SUPPLIED RECORDS:
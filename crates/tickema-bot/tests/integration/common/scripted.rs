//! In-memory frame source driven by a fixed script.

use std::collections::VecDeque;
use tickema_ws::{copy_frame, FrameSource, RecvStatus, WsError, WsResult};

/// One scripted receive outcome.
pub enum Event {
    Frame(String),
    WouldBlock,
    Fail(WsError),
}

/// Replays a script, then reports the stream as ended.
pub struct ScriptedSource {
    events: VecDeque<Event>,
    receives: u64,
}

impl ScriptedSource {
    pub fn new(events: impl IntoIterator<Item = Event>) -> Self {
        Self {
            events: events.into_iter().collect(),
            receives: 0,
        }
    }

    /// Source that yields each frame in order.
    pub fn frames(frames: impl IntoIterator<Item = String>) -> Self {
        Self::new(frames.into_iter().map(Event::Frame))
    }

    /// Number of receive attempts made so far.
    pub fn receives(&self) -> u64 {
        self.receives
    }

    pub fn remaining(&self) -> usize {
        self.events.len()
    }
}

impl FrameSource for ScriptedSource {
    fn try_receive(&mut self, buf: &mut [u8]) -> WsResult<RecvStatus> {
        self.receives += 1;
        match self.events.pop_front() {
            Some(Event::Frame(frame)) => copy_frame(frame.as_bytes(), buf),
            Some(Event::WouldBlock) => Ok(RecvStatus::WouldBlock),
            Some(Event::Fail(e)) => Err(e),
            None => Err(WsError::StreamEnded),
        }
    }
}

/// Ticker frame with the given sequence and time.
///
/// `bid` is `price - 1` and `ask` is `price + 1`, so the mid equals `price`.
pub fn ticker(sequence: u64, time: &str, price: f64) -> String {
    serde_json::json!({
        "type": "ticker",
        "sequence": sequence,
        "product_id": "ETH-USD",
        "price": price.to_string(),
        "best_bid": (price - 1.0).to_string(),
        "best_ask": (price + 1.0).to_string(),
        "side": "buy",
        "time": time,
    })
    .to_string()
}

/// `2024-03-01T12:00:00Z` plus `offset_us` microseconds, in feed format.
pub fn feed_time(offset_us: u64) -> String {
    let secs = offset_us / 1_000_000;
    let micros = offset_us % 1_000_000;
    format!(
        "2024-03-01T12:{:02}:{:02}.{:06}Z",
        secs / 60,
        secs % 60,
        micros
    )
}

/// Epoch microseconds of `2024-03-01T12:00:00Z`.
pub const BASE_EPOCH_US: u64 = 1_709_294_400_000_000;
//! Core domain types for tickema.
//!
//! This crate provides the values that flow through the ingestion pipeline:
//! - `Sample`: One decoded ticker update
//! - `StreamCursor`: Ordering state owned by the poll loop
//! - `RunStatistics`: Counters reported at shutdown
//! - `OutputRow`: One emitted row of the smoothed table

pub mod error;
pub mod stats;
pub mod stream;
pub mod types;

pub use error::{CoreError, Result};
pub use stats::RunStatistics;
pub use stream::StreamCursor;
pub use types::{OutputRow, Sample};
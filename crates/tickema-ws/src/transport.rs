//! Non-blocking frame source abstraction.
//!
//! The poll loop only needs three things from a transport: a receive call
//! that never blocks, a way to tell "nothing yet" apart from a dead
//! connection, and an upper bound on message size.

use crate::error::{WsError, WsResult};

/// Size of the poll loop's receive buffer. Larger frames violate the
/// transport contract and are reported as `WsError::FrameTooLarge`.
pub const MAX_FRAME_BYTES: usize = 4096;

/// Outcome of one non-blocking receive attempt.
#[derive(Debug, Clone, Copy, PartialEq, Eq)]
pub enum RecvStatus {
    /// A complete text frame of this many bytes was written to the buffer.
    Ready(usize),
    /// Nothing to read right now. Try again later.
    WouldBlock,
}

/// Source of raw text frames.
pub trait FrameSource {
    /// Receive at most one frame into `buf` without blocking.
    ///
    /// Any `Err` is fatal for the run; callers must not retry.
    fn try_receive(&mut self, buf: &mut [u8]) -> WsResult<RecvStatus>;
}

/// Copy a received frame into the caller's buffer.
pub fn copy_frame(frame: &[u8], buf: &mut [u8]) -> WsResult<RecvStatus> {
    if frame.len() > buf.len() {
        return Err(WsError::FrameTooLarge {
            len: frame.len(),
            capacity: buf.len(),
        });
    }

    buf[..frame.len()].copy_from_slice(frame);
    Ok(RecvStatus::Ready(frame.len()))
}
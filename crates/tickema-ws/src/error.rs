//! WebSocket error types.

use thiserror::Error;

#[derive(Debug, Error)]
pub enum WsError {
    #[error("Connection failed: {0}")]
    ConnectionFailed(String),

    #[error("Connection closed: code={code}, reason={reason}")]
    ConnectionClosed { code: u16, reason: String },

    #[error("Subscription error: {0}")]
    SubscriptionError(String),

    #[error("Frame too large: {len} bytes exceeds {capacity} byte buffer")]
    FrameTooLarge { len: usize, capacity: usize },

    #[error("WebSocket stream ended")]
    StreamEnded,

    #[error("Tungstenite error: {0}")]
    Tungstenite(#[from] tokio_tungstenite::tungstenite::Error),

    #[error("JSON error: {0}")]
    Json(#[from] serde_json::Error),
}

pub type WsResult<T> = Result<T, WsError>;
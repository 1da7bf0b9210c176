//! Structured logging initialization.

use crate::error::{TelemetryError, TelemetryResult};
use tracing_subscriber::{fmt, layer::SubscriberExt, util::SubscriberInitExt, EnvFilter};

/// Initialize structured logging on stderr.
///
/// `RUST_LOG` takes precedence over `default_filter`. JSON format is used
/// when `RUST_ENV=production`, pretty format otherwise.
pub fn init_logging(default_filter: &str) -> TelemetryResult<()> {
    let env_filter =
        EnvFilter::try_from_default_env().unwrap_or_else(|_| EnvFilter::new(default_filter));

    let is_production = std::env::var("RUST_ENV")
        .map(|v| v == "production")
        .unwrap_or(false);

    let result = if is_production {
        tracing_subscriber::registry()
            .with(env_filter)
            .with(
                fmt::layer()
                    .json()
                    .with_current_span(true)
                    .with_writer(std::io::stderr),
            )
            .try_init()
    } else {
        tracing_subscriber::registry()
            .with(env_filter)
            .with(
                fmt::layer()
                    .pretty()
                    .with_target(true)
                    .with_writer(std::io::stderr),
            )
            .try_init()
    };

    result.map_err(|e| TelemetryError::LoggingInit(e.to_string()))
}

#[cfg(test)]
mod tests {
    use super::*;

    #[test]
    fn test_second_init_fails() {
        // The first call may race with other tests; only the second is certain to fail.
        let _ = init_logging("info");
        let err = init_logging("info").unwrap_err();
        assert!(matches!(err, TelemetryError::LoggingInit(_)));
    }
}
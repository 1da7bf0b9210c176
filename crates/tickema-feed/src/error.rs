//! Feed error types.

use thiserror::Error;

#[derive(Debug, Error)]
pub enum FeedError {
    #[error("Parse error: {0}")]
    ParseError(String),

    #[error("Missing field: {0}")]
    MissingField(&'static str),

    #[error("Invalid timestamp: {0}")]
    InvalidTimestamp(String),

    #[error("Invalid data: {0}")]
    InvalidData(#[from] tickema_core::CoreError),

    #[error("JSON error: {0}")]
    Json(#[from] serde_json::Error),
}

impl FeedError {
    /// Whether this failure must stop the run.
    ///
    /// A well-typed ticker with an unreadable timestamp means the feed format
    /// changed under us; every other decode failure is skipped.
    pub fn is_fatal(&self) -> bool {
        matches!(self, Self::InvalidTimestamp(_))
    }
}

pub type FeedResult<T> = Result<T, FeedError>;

TASK DESCRIPTION: Write the data out again in full. Match it word for word.

SOLUTION TO THE PROBLEM:
filename crates/tickema-bot/tests/integration/common/scripted.rs
//! In-memory frame source driven by a fixed script.

use std::collections::VecDeque;
use tickema_ws::{copy_frame, FrameSource, RecvStatus, WsError, WsResult};

/// One scripted receive outcome.
pub enum Event {
    Frame(String),
    WouldBlock,
    Fail(WsError),
}

/// Replays a script, then reports the stream as ended.
pub struct ScriptedSource {
    events: VecDeque<Event>,
    receives: u64,
}

impl ScriptedSource {
    pub fn new(events: impl IntoIterator<Item = Event>) -> Self {
        Self {
            events: events.into_iter().collect(),
            receives: 0,
        }
    }

    /// Source that yields each frame in order.
    pub fn frames(frames: impl IntoIterator<Item = String>) -> Self {
        Self::new(frames.into_iter().map(Event::Frame))
    }

    /// Number of receive attempts made so far.
    pub fn receives(&self) -> u64 {
        self.receives
    }

    pub fn remaining(&self) -> usize {
        self.events.len()
    }
}

impl FrameSource for ScriptedSource {
    fn try_receive(&mut self, buf: &mut [u8]) -> WsResult<RecvStatus> {
        self.receives += 1;
        match self.events.pop_front() {
            Some(Event::Frame(frame)) => copy_frame(frame.as_bytes(), buf),
            Some(Event::WouldBlock) => Ok(RecvStatus::WouldBlock),
            Some(Event::Fail(e)) => Err(e),
            None => Err(WsError::StreamEnded),
        }
    }
}

/// Ticker frame with the given sequence and time.
///
/// `bid` is `price - 1` and `ask` is `price + 1`, so the mid equals `price`.
pub fn ticker(sequence: u64, time: &str, price: f64) -> String {
    serde_json::json!({
        "type": "ticker",
        "sequence": sequence,
        "product_id": "ETH-USD",
        "price": price.to_string(),
        "best_bid": (price - 1.0).to_string(),
        "best_ask": (price + 1.0).to_string(),
        "side": "buy",
        "time": time,
    })
    .to_string()
}

/// `2024-03-01T12:00:00Z` plus `offset_us` microseconds, in feed format.
pub fn feed_time(offset_us: u64) -> String {
    let secs = offset_us / 1_000_000;
    let micros = offset_us % 1_000_000;
    format!(
        "2024-03-01T12:{:02}:{:02}.{:06}Z",
        secs / 60,
        secs % 60,
        micros
    )
}

/// Epoch microseconds of `2024-03-01T12:00:00Z`.
pub const BASE_EPOCH_US: u64 = 1_709_294_400_000_000;
//! Core domain types for tickema.
//!
//! This crate provides the values that flow through the ingestion pipeline:
//! - `Sample`: One decoded ticker update
//! - `StreamCursor`: Ordering state owned by the poll loop
//! - `RunStatistics`: Counters reported at shutdown
//! - `OutputRow`: One emitted row of the smoothed table

pub mod error;
pub mod stats;
pub mod stream;
pub mod types;

pub use error::{CoreError, Result};
pub use stats::RunStatistics;
pub use stream::StreamCursor;
pub use types::{OutputRow, Sample};
filename crates/tickema-ws/src/transport.rs
//! Non-blocking frame source abstraction.
//!
//! The poll loop only needs three things from a transport: a receive call
//! that never blocks, a way to tell "nothing yet" apart from a dead
//! connection, and an upper bound on message size.

use crate::error::{WsError, WsResult};

/// Size of the poll loop's receive buffer. Larger frames violate the
/// transport contract and are reported as `WsError::FrameTooLarge`.
pub const MAX_FRAME_BYTES: usize = 4096;

/// Outcome of one non-blocking receive attempt.
#[derive(Debug, Clone, Copy, PartialEq, Eq)]
pub enum RecvStatus {
    /// A complete text frame of this many bytes was written to the buffer.
    Ready(usize),
    /// Nothing to read right now. Try again later.
    WouldBlock,
}

/// Source of raw text frames.
pub trait FrameSource {
    /// Receive at most one frame into `buf` without blocking.
    ///
    /// Any `Err` is fatal for the run; callers must not retry.
    fn try_receive(&mut self, buf: &mut [u8]) -> WsResult<RecvStatus>;
}

/// Copy a received frame into the caller's buffer.
pub fn copy_frame(frame: &[u8], buf: &mut [u8]) -> WsResult<RecvStatus> {
    if frame.len() > buf.len() {
        return Err(WsError::FrameTooLarge {
            len: frame.len(),
            capacity: buf.len(),
        });
    }

    buf[..frame.len()].copy_from_slice(frame);
    Ok(RecvStatus::Ready(frame.len()))
}
filename crates/tickema-ws/src/error.rs
//! WebSocket error types.

use thiserror::Error;

#[derive(Debug, Error)]
pub enum WsError {
    #[error("Connection failed: {0}")]
    ConnectionFailed(String),

    #[error("Connection closed: code={code}, reason={reason}")]
    ConnectionClosed { code: u16, reason: String },

    #[error("Subscription error: {0}")]
    SubscriptionError(String),

    #[error("Frame too large: {len} bytes exceeds {capacity} byte buffer")]
    FrameTooLarge { len: usize, capacity: usize },

    #[error("WebSocket stream ended")]
    StreamEnded,

    #[error("Tungstenite error: {0}")]
    Tungstenite(#[from] tokio_tungstenite::tungstenite::Error),

    #[error("JSON error: {0}")]
    Json(#[from] serde_json::Error),
}

pub type WsResult<T> = Result<T, WsError>;
repository 1da7bf0b9210c176
//! Structured logging initialization.

use crate::error::{TelemetryError, TelemetryResult};
use tracing_subscriber::{fmt, layer::SubscriberExt, util::SubscriberInitExt, EnvFilter};

/// Initialize structured logging on stderr.
///
/// `RUST_LOG` takes precedence over `default_filter`. JSON format is used
/// when `RUST_ENV=production`, pretty format otherwise.
pub fn init_logging(default_filter: &str) -> TelemetryResult<()> {
    let env_filter =
        EnvFilter::try_from_default_env().unwrap_or_else(|_| EnvFilter::new(default_filter));

    let is_production = std::env::var("RUST_ENV")
        .map(|v| v == "production")
        .unwrap_or(false);

    let result = if is_production {
        tracing_subscriber::registry()
            .with(env_filter)
            .with(
                fmt::layer()
                    .json()
                    .with_current_span(true)
                    .with_writer(std::io::stderr),
            )
            .try_init()
    } else {
        tracing_subscriber::registry()
            .with(env_filter)
            .with(
                fmt::layer()
                    .pretty()
                    .with_target(true)
                    .with_writer(std::io::stderr),
            )
            .try_init()
    };

    result.map_err(|e| TelemetryError::LoggingInit(e.to_string()))
}

#[cfg(test)]
mod tests {
    use super::*;

    #[test]
    fn test_second_init_fails() {
        // The first call may race with other tests; only the second is certain to fail.
        let _ = init_logging("info");
        let err = init_logging("info").unwrap_err();
        assert!(matches!(err, TelemetryError::LoggingInit(_)));
    }
}
repository 1da7bf0b9210c176
filename crates/tickema-feed/src/error.rs
//! Feed error types.

use thiserror::Error;

#[derive(Debug, Error)]
pub enum FeedError {
    #[error("Parse error: {0}")]
    ParseError(String),

    #[error("Missing field: {0}")]
    MissingField(&'static str),

    #[error("Invalid timestamp: {0}")]
    InvalidTimestamp(String),

    #[error("Invalid data: {0}")]
    InvalidData(#[from] tickema_core::CoreError),

    #[error("JSON error: {0}")]
    Json(#[from] serde_json::Error),
}

impl FeedError {
    /// Whether this failure must stop the run.
    ///
    /// A well-typed ticker with an unreadable timestamp means the feed format
    /// changed under us; every other decode failure is skipped.
    pub fn is_fatal(&self) -> bool {
        matches!(self, Self::InvalidTimestamp(_))
    }
}

pub type FeedResult<T> = Result<T, FeedError>;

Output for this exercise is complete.